//! Lemke-Howson pivoting tableau.
//!
//! The LCP of a bimatrix game is kept as two independent linear systems with
//! slack variables:
//!
//! ```text
//! tableau 1 (rows = player 1 strategies):  s_i + Σ_j A1[i][j] y_j = b1_i
//! tableau 2 (rows = player 2 strategies):  r_j + Σ_i A2[j][i] x_i = b2_j
//! ```
//!
//! Labels `1..=n1` name player 1's strategies and `n1+1..=n1+n2` player 2's.
//! Every label owns two complementary variables, one in each tableau:
//! the strategy variable (`x_k` or `y_k`) and the slack of the opposing
//! best-response row (`s_k` or `r_k`). A basis in which every label has
//! exactly one basic variable is completely labeled, i.e. an equilibrium
//! (or the artificial equilibrium at the origin).

use log::trace;

use crate::lcp::bfs::Bfs;
use crate::lcp::error::LcpError;
use crate::lcp::linalg::{Matrix, Vector};
use crate::lcp::scalar::Scalar;

/// Default pivot budget for a single Lemke path.
pub const DEFAULT_MAX_PIVOTS: usize = 10_000;

/// A variable of the LCP, identified by its label.
#[derive(Debug, Clone, Copy, PartialEq, Eq, Hash, PartialOrd, Ord)]
pub enum Variable {
    /// Probability weight of strategy `label`.
    Strategy(usize),
    /// Slack of the best-response constraint for strategy `label`.
    Slack(usize),
}

impl Variable {
    /// The label this variable carries.
    pub fn label(&self) -> usize {
        match *self {
            Variable::Strategy(label) | Variable::Slack(label) => label,
        }
    }

    /// The other variable carrying the same label.
    pub fn complement(&self) -> Variable {
        match *self {
            Variable::Strategy(label) => Variable::Slack(label),
            Variable::Slack(label) => Variable::Strategy(label),
        }
    }
}

/// One linear system `[A | I] z = b` in canonical form.
#[derive(Debug, Clone)]
pub struct Tableau<T> {
    coefficients: Matrix<T>,
    rhs: Vector<T>,
    columns: Vec<Variable>,
    basis: Vec<Variable>,
}

impl<T: Scalar> Tableau<T> {
    /// Build `[a | I] z = b` with the slacks initially basic.
    ///
    /// `structural` names the columns of `a`, `slacks` the rows.
    pub fn new(
        a: &Matrix<T>,
        b: &Vector<T>,
        structural: Vec<Variable>,
        slacks: Vec<Variable>,
    ) -> Result<Self, LcpError> {
        if b.len() != a.rows() || slacks.len() != a.rows() {
            return Err(LcpError::DimensionMismatch {
                expected: a.rows(),
                actual: b.len().min(slacks.len()),
            });
        }
        if structural.len() != a.cols() {
            return Err(LcpError::DimensionMismatch {
                expected: a.cols(),
                actual: structural.len(),
            });
        }

        let rows = a.rows();
        let cols = a.cols() + rows;
        let mut coefficients = Matrix::zeros(rows, cols);
        for r in 0..rows {
            for c in 0..a.cols() {
                coefficients[(r, c)] = a[(r, c)].clone();
            }
            coefficients[(r, a.cols() + r)] = T::one();
        }

        let mut columns = structural;
        columns.extend(slacks.iter().copied());

        Ok(Self {
            coefficients,
            rhs: b.clone(),
            columns,
            basis: slacks,
        })
    }

    /// Number of constraint rows.
    pub fn num_rows(&self) -> usize {
        self.basis.len()
    }

    /// True if `var` is one of this tableau's columns.
    pub fn contains(&self, var: Variable) -> bool {
        self.columns.contains(&var)
    }

    /// True if `var` is currently basic here.
    pub fn is_basic(&self, var: Variable) -> bool {
        self.basis.contains(&var)
    }

    /// Basic variables, by row.
    pub fn basis(&self) -> &[Variable] {
        &self.basis
    }

    /// Current value of `var`: its right-hand side if basic, zero otherwise.
    pub fn value(&self, var: Variable) -> T {
        self.basis
            .iter()
            .position(|&v| v == var)
            .map_or_else(T::zero, |row| self.rhs[row].clone())
    }

    /// Minimum-ratio test for column `col`.
    ///
    /// Only rows with a coefficient above `eps` qualify. Ties are broken
    /// lexicographically on the slack block (the current basis inverse)
    /// scaled by the pivot coefficient, and finally by the lowest label.
    /// The lexicographic step keeps degenerate games from cycling.
    fn ratio_test(&self, col: usize, eps: &T) -> Option<usize> {
        let mut best: Option<usize> = None;

        for row in 0..self.num_rows() {
            if !self.coefficients[(row, col)].exceeds(eps) {
                continue;
            }
            best = match best {
                Some(current) if !self.leaves_before(row, current, col, eps) => Some(current),
                _ => Some(row),
            };
        }

        best
    }

    /// True if `row` should leave instead of `other` when `col` enters.
    fn leaves_before(&self, row: usize, other: usize, col: usize, eps: &T) -> bool {
        let p = self.coefficients[(row, col)].clone();
        let q = self.coefficients[(other, col)].clone();
        let first_slack = self.columns.len() - self.num_rows();

        let ratio = self.rhs[row].clone() / p.clone();
        let other_ratio = self.rhs[other].clone() / q.clone();
        if !ratio.approx_eq(&other_ratio, eps) {
            return ratio < other_ratio;
        }

        for c in first_slack..self.columns.len() {
            let a = self.coefficients[(row, c)].clone() / p.clone();
            let b = self.coefficients[(other, c)].clone() / q.clone();
            if !a.approx_eq(&b, eps) {
                return a < b;
            }
        }

        self.basis[row].label() < self.basis[other].label()
    }

    /// Bring `entering` into the basis. Returns the variable that left.
    pub fn enter(&mut self, entering: Variable, eps: &T) -> Result<Variable, LcpError> {
        let col = self
            .columns
            .iter()
            .position(|&v| v == entering)
            .ok_or(LcpError::InvalidLabel {
                label: entering.label(),
                min: 0,
                max: 0,
            })?;

        let row = self.ratio_test(col, eps).ok_or(LcpError::UnboundedRay {
            label: entering.label(),
        })?;

        self.pivot(row, col);
        let leaving = std::mem::replace(&mut self.basis[row], entering);
        Ok(leaving)
    }

    /// Gauss-Jordan elimination on `(row, col)`.
    fn pivot(&mut self, row: usize, col: usize) {
        let pivot = self.coefficients[(row, col)].clone();
        self.coefficients.scale_row(row, &pivot);
        self.rhs[row] = self.rhs[row].clone() / pivot;
        self.coefficients[(row, col)] = T::one();

        for r in 0..self.num_rows() {
            if r == row {
                continue;
            }
            let factor = self.coefficients[(r, col)].clone();
            if factor.is_zero() {
                continue;
            }
            self.coefficients.row_axpy(r, row, &factor);
            self.rhs[r] = self.rhs[r].clone() - factor * self.rhs[row].clone();
            self.coefficients[(r, col)] = T::zero();
        }
    }
}

/// The pair of tableaux making up the Lemke-Howson LCP.
#[derive(Debug, Clone)]
pub struct LHTableau<T> {
    n1: usize,
    n2: usize,
    player1: Tableau<T>,
    player2: Tableau<T>,
    max_pivots: usize,
}

impl<T: Scalar> LHTableau<T> {
    /// Assemble the LCP from its blocks.
    ///
    /// `a1` is `n1 × n2` (player 1's payoffs), `a2` is `n2 × n1`
    /// (player 2's payoffs, transposed). `b1` and `b2` are the right-hand
    /// sides of the two systems.
    pub fn new(
        a1: &Matrix<T>,
        a2: &Matrix<T>,
        b1: &Vector<T>,
        b2: &Vector<T>,
    ) -> Result<Self, LcpError> {
        let n1 = a1.rows();
        let n2 = a1.cols();
        if a2.rows() != n2 {
            return Err(LcpError::DimensionMismatch {
                expected: n2,
                actual: a2.rows(),
            });
        }
        if a2.cols() != n1 {
            return Err(LcpError::DimensionMismatch {
                expected: n1,
                actual: a2.cols(),
            });
        }

        let player1 = Tableau::new(
            a1,
            b1,
            (n1 + 1..=n1 + n2).map(Variable::Strategy).collect(),
            (1..=n1).map(Variable::Slack).collect(),
        )?;
        let player2 = Tableau::new(
            a2,
            b2,
            (1..=n1).map(Variable::Strategy).collect(),
            (n1 + 1..=n1 + n2).map(Variable::Slack).collect(),
        )?;

        Ok(Self {
            n1,
            n2,
            player1,
            player2,
            max_pivots: DEFAULT_MAX_PIVOTS,
        })
    }

    /// Builder method: set the pivot budget of a single path.
    pub fn with_max_pivots(mut self, max_pivots: usize) -> Self {
        self.max_pivots = max_pivots;
        self
    }

    /// Number of player 1 strategies.
    pub fn n1(&self) -> usize {
        self.n1
    }

    /// Number of player 2 strategies.
    pub fn n2(&self) -> usize {
        self.n2
    }

    /// Smallest valid pivot label.
    pub fn min_col(&self) -> usize {
        1
    }

    /// Largest valid pivot label.
    pub fn max_col(&self) -> usize {
        self.n1 + self.n2
    }

    /// Numeric tolerance used by every comparison on this tableau.
    pub fn epsilon(&self) -> T {
        T::tolerance()
    }

    fn owner(&self, var: Variable) -> &Tableau<T> {
        if self.player1.contains(var) {
            &self.player1
        } else {
            &self.player2
        }
    }

    fn owner_mut(&mut self, var: Variable) -> &mut Tableau<T> {
        if self.player1.contains(var) {
            &mut self.player1
        } else {
            &mut self.player2
        }
    }

    /// True if `var` is currently basic.
    pub fn is_basic(&self, var: Variable) -> bool {
        self.owner(var).is_basic(var)
    }

    /// Current value of `var` (zero if non-basic).
    pub fn value(&self, var: Variable) -> T {
        self.owner(var).value(var)
    }

    /// Follow the complementary pivoting path that drops `label`.
    ///
    /// Whichever of the label's two variables is non-basic enters; after
    /// each pivot the complement of the leaving variable enters next. The
    /// path ends when a variable carrying `label` leaves, which restores a
    /// completely labeled basis. Returns the number of pivots performed.
    pub fn lemke_path(&mut self, label: usize) -> Result<usize, LcpError> {
        if label < self.min_col() || label > self.max_col() {
            return Err(LcpError::InvalidLabel {
                label,
                min: self.min_col(),
                max: self.max_col(),
            });
        }

        let eps = self.epsilon();
        let mut entering = if self.is_basic(Variable::Strategy(label)) {
            Variable::Slack(label)
        } else {
            Variable::Strategy(label)
        };
        let mut pivots = 0;

        loop {
            if pivots >= self.max_pivots {
                return Err(LcpError::PivotLimit {
                    label,
                    limit: self.max_pivots,
                });
            }

            let leaving = self.owner_mut(entering).enter(entering, &eps)?;
            pivots += 1;
            trace!("pivot {}: {:?} in, {:?} out", pivots, entering, leaving);

            if leaving.label() == label {
                return Ok(pivots);
            }
            entering = leaving.complement();
        }
    }

    /// Snapshot of the basic strategy variables.
    pub fn get_bfs(&self) -> Bfs<T> {
        let mut bfs = Bfs::new();
        for label in self.min_col()..=self.max_col() {
            let var = Variable::Strategy(label);
            if self.is_basic(var) {
                bfs.define(label, self.value(var));
            }
        }
        bfs
    }
}

#[cfg(test)]
mod tests {
    use super::*;
    use num_bigint::BigInt;
    use num_rational::BigRational;

    fn rat(n: i64, d: i64) -> BigRational {
        BigRational::new(BigInt::from(n), BigInt::from(d))
    }

    fn rat_matrix(rows: &[&[i64]]) -> Matrix<BigRational> {
        Matrix::from_rows(
            rows.iter()
                .map(|r| r.iter().map(|&v| rat(v, 1)).collect())
                .collect(),
        )
        .unwrap()
    }

    /// Matching pennies with payoffs shifted by +2.
    fn pennies() -> LHTableau<BigRational> {
        let a1 = rat_matrix(&[&[3, 1], &[1, 3]]);
        let a2 = rat_matrix(&[&[1, 3], &[3, 1]]);
        let ones = Vector::filled(2, rat(1, 1));
        LHTableau::new(&a1, &a2, &ones, &ones).unwrap()
    }

    #[test]
    fn test_variable_labels() {
        assert_eq!(Variable::Strategy(3).label(), 3);
        assert_eq!(Variable::Slack(3).complement(), Variable::Strategy(3));
        assert_eq!(Variable::Strategy(2).complement(), Variable::Slack(2));
    }

    #[test]
    fn test_initial_basis_is_artificial_equilibrium() {
        let t = pennies();
        assert_eq!(t.min_col(), 1);
        assert_eq!(t.max_col(), 4);
        assert!(t.get_bfs().is_empty());
        for label in 1..=4 {
            assert!(t.is_basic(Variable::Slack(label)));
            assert!(!t.is_basic(Variable::Strategy(label)));
        }
    }

    #[test]
    fn test_lemke_path_matching_pennies() {
        let mut t = pennies();
        let pivots = t.lemke_path(1).unwrap();
        assert_eq!(pivots, 4);

        let bfs = t.get_bfs();
        assert_eq!(bfs.basic_indices(), vec![1, 2, 3, 4]);
        for label in 1..=4 {
            assert_eq!(bfs.value(label), rat(1, 4));
        }
    }

    #[test]
    fn test_endpoint_is_completely_labeled() {
        let mut t = pennies();
        t.lemke_path(2).unwrap();
        for label in 1..=4 {
            let strategy = t.is_basic(Variable::Strategy(label));
            let slack = t.is_basic(Variable::Slack(label));
            assert!(strategy != slack, "label {} not complementary", label);
        }
    }

    #[test]
    fn test_path_back_to_origin() {
        let mut t = pennies();
        t.lemke_path(1).unwrap();
        t.lemke_path(1).unwrap();
        assert!(t.get_bfs().is_empty());
    }

    #[test]
    fn test_float_tableau_matches_rational() {
        let a1 = Matrix::from_rows(vec![vec![3.0, 1.0], vec![1.0, 3.0]]).unwrap();
        let a2 = Matrix::from_rows(vec![vec![1.0, 3.0], vec![3.0, 1.0]]).unwrap();
        let ones = Vector::filled(2, 1.0);
        let mut t = LHTableau::new(&a1, &a2, &ones, &ones).unwrap();
        t.lemke_path(3).unwrap();
        let bfs = t.get_bfs();
        for label in 1..=4 {
            approx::assert_abs_diff_eq!(bfs.value(label), 0.25, epsilon = 1e-12);
        }
    }

    #[test]
    fn test_invalid_label() {
        let mut t = pennies();
        assert!(matches!(
            t.lemke_path(0),
            Err(LcpError::InvalidLabel { label: 0, min: 1, max: 4 })
        ));
        assert!(matches!(t.lemke_path(5), Err(LcpError::InvalidLabel { .. })));
    }

    #[test]
    fn test_pivot_limit() {
        let mut t = pennies().with_max_pivots(2);
        assert!(matches!(
            t.lemke_path(1),
            Err(LcpError::PivotLimit { label: 1, limit: 2 })
        ));
    }

    #[test]
    fn test_dimension_mismatch() {
        let a1 = rat_matrix(&[&[1, 2]]);
        let a2 = rat_matrix(&[&[1, 2]]);
        let err = LHTableau::new(
            &a1,
            &a2,
            &Vector::filled(1, rat(1, 1)),
            &Vector::filled(2, rat(1, 1)),
        )
        .unwrap_err();
        assert!(matches!(err, LcpError::DimensionMismatch { .. }));
    }
}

========

Task prompt: Copy out all lines from the material above that contain the string "PivotLimit".

Result for this exercise:
                return Err(LcpError::PivotLimit {
            Err(LcpError::PivotLimit { label: 1, limit: 2 })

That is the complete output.